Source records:
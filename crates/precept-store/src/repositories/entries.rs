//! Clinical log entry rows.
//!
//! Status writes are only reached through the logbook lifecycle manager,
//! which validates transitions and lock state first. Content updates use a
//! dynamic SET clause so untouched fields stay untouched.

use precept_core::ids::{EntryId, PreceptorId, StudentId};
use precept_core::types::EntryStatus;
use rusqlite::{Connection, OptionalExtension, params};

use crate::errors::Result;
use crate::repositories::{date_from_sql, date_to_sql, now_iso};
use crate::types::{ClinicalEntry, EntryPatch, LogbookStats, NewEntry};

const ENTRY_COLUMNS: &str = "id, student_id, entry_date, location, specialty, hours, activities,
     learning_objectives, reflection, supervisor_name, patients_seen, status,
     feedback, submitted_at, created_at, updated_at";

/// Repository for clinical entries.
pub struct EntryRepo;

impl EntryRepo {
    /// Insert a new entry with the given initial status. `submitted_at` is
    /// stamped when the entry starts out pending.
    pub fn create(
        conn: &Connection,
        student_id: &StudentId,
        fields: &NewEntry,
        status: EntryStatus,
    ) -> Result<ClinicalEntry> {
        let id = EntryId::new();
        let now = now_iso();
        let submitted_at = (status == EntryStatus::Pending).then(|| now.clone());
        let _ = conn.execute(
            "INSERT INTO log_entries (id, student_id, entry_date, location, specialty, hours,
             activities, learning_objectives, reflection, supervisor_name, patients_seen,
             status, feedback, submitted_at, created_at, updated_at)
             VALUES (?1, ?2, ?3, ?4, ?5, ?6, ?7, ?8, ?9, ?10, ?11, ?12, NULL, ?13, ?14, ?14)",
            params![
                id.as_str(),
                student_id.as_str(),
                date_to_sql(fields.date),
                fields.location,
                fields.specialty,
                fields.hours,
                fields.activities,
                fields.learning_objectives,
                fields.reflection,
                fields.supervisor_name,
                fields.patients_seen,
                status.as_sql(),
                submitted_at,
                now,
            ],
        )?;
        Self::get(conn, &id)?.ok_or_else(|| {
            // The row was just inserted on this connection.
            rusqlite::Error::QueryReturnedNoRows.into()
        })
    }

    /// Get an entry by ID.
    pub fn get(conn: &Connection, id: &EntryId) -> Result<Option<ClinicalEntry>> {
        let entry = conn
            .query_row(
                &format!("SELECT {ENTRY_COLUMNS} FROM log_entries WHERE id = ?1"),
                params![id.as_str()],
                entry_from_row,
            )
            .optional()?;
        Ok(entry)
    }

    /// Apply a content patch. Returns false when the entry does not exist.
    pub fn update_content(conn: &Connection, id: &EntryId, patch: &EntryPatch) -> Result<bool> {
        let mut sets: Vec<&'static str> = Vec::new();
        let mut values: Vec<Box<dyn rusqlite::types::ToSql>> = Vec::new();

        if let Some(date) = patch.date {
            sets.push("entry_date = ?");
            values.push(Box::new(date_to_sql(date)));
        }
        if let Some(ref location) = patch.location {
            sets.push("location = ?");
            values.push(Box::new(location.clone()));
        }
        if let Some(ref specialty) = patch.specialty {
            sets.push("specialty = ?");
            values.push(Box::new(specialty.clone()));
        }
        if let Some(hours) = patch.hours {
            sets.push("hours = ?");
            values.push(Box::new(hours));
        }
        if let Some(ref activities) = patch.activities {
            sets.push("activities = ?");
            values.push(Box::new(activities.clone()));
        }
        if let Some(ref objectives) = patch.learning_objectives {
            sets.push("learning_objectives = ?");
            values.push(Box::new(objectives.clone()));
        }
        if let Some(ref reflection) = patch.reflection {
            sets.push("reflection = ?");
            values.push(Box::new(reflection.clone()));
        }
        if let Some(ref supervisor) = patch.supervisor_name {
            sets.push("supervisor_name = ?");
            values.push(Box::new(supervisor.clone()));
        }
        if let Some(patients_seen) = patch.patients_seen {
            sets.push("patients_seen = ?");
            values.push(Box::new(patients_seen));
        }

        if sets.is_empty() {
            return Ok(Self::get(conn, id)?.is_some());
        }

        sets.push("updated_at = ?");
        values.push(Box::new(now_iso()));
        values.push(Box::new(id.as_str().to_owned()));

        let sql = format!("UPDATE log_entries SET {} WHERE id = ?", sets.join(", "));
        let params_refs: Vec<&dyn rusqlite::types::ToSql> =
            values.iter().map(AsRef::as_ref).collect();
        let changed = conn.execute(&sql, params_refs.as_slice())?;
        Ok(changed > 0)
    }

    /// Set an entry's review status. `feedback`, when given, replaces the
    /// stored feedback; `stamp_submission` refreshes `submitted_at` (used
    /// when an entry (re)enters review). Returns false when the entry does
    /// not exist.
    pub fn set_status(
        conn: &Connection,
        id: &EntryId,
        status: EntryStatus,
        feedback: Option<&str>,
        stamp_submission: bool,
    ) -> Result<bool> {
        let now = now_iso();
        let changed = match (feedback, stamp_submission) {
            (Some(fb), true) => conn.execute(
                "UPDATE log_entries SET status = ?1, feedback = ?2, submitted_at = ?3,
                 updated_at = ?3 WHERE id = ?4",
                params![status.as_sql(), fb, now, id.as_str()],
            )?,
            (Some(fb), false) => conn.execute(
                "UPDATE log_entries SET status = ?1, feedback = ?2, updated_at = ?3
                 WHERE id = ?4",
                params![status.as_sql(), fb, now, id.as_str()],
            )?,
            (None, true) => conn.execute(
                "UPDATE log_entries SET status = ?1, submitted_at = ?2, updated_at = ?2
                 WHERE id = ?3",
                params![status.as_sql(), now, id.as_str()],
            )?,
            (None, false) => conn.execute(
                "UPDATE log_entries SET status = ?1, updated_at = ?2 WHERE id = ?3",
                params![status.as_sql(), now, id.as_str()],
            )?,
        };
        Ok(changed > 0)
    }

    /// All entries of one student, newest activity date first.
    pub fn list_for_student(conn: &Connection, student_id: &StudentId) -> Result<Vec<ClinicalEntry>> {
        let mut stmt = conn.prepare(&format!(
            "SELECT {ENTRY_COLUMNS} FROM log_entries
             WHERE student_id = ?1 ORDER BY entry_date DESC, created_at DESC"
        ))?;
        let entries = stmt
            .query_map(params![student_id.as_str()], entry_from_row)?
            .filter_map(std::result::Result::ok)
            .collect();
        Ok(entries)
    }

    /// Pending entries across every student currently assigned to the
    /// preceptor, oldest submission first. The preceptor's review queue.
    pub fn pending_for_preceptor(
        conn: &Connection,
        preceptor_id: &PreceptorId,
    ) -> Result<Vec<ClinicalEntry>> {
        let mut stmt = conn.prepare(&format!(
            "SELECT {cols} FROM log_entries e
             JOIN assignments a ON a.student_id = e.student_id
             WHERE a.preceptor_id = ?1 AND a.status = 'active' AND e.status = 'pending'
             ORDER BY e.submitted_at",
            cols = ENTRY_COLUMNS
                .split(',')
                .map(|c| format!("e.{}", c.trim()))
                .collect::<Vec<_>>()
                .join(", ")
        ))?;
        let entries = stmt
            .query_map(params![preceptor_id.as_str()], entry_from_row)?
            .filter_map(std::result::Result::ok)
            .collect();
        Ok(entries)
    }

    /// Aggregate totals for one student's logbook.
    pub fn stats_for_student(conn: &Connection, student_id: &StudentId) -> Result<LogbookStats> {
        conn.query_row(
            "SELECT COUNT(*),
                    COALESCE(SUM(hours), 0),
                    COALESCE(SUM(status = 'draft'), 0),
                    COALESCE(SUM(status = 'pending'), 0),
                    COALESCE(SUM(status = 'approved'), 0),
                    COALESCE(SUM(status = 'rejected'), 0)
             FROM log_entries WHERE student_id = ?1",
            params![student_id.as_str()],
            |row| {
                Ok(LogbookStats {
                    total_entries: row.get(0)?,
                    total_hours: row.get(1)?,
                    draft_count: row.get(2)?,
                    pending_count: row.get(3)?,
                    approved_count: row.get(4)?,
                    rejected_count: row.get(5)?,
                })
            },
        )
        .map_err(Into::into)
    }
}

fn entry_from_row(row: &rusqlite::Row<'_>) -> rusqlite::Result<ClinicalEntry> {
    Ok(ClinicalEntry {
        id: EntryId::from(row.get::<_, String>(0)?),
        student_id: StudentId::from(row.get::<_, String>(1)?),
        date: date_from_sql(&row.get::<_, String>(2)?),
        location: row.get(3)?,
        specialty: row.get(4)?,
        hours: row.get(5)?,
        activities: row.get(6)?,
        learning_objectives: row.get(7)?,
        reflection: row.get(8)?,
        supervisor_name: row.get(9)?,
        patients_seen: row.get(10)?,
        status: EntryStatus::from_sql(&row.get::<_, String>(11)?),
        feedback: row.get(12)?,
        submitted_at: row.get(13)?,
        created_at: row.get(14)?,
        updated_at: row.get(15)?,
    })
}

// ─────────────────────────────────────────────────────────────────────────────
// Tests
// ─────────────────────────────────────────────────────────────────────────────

_What the task requires_: Give the lines again, exactly as they stand, from the beginning of the data through the line with "updates use a".

_Task answer_:
filename crates/precept-store/src/repositories/entries.rs
//! Clinical log entry rows.
//!
//! Status writes are only reached through the logbook lifecycle manager,
//! which validates transitions and lock state first. Content updates use a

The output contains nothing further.